Of the records that follow, copy only the lines from the line containing "filename src/estimation/mod.rs" to the line containing "filename src/lib.rs", both included, exactly as written.

======== Study material ========

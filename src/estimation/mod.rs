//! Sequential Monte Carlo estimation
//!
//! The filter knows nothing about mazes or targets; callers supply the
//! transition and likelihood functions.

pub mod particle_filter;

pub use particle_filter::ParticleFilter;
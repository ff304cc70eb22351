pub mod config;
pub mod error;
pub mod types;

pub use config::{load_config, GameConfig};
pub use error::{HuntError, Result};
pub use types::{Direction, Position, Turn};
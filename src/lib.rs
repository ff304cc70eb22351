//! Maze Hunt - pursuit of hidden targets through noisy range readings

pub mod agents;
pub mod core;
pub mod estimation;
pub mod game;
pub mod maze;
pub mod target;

========
======== Study material ========

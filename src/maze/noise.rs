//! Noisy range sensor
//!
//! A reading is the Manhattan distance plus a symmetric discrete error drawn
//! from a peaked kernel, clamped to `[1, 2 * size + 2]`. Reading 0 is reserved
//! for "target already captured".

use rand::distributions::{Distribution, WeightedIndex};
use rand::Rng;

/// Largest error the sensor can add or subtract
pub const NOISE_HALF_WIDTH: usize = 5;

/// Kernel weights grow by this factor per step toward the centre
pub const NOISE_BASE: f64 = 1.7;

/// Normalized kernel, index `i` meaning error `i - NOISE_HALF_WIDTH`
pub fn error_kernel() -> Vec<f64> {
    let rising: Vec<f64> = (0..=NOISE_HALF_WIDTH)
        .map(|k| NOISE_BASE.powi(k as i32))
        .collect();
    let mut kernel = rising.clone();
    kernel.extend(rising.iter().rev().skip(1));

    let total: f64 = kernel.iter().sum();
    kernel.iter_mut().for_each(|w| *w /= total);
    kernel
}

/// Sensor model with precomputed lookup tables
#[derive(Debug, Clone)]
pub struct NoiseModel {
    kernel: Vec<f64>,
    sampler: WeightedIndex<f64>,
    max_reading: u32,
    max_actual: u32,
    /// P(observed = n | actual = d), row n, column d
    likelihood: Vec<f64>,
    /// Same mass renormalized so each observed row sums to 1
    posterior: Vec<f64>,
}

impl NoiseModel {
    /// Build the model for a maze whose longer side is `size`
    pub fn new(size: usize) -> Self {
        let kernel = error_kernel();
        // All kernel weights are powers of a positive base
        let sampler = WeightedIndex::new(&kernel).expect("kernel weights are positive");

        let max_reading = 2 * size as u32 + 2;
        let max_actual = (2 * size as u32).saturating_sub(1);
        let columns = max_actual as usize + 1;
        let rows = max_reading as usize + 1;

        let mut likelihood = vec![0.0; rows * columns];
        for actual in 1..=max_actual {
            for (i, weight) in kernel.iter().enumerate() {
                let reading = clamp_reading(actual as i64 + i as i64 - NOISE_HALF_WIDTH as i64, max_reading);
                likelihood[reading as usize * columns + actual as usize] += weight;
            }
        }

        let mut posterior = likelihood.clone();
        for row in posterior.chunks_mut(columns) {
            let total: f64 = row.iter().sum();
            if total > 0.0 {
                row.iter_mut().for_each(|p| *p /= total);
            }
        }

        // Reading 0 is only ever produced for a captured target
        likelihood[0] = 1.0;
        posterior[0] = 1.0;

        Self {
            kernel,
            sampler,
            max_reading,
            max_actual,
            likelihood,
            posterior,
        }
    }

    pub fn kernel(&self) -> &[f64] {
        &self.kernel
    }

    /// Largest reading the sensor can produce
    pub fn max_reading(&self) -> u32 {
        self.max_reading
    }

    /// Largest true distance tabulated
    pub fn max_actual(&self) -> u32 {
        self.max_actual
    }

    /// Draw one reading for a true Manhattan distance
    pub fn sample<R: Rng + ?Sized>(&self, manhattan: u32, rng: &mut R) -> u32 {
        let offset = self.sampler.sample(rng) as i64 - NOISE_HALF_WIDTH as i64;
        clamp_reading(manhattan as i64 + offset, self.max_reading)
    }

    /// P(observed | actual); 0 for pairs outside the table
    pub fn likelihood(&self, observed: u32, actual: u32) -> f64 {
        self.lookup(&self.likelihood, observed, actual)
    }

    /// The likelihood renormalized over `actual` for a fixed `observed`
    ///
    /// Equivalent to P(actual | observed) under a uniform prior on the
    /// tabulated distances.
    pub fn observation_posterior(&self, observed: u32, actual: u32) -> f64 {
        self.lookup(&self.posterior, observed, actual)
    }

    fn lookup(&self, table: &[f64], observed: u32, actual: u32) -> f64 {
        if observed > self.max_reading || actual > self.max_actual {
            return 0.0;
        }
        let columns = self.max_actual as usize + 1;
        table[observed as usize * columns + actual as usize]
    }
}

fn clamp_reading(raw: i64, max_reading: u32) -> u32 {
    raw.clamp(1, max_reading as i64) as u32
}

========
======== Study material ========

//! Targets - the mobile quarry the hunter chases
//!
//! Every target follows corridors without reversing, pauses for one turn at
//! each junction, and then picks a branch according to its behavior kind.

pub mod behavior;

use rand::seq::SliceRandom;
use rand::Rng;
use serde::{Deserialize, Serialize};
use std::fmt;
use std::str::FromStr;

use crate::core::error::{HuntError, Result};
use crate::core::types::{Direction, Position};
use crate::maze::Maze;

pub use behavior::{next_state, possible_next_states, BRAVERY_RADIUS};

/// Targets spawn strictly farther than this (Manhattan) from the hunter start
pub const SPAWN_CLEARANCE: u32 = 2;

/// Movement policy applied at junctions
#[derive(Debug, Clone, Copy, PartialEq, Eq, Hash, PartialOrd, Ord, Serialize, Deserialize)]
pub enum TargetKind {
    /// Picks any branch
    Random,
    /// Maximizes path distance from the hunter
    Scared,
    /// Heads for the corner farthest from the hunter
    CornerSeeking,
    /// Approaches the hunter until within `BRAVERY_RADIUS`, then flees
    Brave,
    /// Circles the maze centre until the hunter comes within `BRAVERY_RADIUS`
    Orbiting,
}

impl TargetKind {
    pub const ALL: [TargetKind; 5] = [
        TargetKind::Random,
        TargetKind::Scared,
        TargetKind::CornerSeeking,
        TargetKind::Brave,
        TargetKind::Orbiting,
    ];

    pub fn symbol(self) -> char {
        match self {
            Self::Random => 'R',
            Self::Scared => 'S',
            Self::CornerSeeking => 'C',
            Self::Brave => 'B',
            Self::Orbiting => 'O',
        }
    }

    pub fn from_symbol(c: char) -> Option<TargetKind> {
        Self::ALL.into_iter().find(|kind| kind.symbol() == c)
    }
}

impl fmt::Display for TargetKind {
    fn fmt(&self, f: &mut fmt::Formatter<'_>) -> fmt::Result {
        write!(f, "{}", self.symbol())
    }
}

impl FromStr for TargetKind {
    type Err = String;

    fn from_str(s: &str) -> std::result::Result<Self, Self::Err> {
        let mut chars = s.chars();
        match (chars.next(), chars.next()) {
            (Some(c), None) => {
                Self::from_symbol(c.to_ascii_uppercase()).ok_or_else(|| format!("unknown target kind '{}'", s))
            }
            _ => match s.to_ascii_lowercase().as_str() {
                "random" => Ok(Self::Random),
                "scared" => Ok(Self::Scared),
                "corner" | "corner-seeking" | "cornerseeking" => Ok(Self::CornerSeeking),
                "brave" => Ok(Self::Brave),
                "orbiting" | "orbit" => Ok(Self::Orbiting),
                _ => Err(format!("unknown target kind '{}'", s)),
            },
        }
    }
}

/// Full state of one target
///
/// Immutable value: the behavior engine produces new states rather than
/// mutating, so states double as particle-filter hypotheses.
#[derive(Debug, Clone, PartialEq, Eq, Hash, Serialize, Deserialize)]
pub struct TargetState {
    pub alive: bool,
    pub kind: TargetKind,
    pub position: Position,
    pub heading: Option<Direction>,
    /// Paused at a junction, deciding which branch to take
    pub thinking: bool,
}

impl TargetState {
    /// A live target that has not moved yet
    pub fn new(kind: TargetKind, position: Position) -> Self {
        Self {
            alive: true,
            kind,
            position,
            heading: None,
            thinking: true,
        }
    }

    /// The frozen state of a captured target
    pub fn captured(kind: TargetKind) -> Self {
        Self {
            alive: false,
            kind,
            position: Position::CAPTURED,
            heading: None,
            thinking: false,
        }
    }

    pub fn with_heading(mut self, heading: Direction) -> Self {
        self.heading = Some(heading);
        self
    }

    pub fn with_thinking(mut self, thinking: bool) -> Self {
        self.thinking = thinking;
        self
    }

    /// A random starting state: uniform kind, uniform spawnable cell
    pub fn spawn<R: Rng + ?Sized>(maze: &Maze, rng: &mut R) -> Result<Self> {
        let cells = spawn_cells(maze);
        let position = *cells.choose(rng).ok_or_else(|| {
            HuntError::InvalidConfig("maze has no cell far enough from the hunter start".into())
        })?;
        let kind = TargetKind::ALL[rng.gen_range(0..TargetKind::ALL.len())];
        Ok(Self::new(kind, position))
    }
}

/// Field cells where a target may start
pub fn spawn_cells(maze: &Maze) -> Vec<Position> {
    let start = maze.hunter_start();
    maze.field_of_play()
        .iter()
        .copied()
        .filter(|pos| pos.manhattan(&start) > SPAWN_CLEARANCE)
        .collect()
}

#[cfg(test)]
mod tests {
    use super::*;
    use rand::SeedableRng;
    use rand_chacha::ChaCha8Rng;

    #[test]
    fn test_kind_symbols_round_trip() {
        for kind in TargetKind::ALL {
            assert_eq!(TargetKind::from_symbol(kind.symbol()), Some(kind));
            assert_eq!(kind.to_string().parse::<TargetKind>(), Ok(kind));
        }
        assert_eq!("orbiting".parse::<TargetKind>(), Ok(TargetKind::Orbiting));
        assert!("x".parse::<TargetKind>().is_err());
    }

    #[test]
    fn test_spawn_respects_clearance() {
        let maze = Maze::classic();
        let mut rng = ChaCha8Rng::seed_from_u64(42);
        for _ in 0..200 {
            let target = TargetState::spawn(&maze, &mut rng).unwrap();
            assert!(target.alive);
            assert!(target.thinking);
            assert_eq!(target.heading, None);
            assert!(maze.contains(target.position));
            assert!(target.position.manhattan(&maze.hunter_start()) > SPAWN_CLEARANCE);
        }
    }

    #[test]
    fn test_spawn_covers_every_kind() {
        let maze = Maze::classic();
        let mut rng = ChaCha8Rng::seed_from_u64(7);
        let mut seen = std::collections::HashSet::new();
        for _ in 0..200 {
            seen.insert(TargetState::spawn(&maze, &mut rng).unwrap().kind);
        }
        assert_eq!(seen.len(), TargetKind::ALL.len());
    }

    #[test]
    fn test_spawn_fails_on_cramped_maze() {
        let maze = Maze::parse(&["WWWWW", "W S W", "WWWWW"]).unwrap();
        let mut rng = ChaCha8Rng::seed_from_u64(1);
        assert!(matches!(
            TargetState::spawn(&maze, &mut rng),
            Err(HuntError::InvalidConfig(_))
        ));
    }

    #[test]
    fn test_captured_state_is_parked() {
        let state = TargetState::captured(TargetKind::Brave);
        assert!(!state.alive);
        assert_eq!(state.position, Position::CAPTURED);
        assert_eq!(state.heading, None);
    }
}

========

**Answer for this exercise:**
filename src/estimation/mod.rs
//! Sequential Monte Carlo estimation
//!
//! The filter knows nothing about mazes or targets; callers supply the
//! transition and likelihood functions.

pub mod particle_filter;

pub use particle_filter::ParticleFilter;
repository ff304cc70eb22351
pub mod config;
pub mod error;
pub mod types;

pub use config::{load_config, GameConfig};
pub use error::{HuntError, Result};
pub use types::{Direction, Position, Turn};
filename src/lib.rs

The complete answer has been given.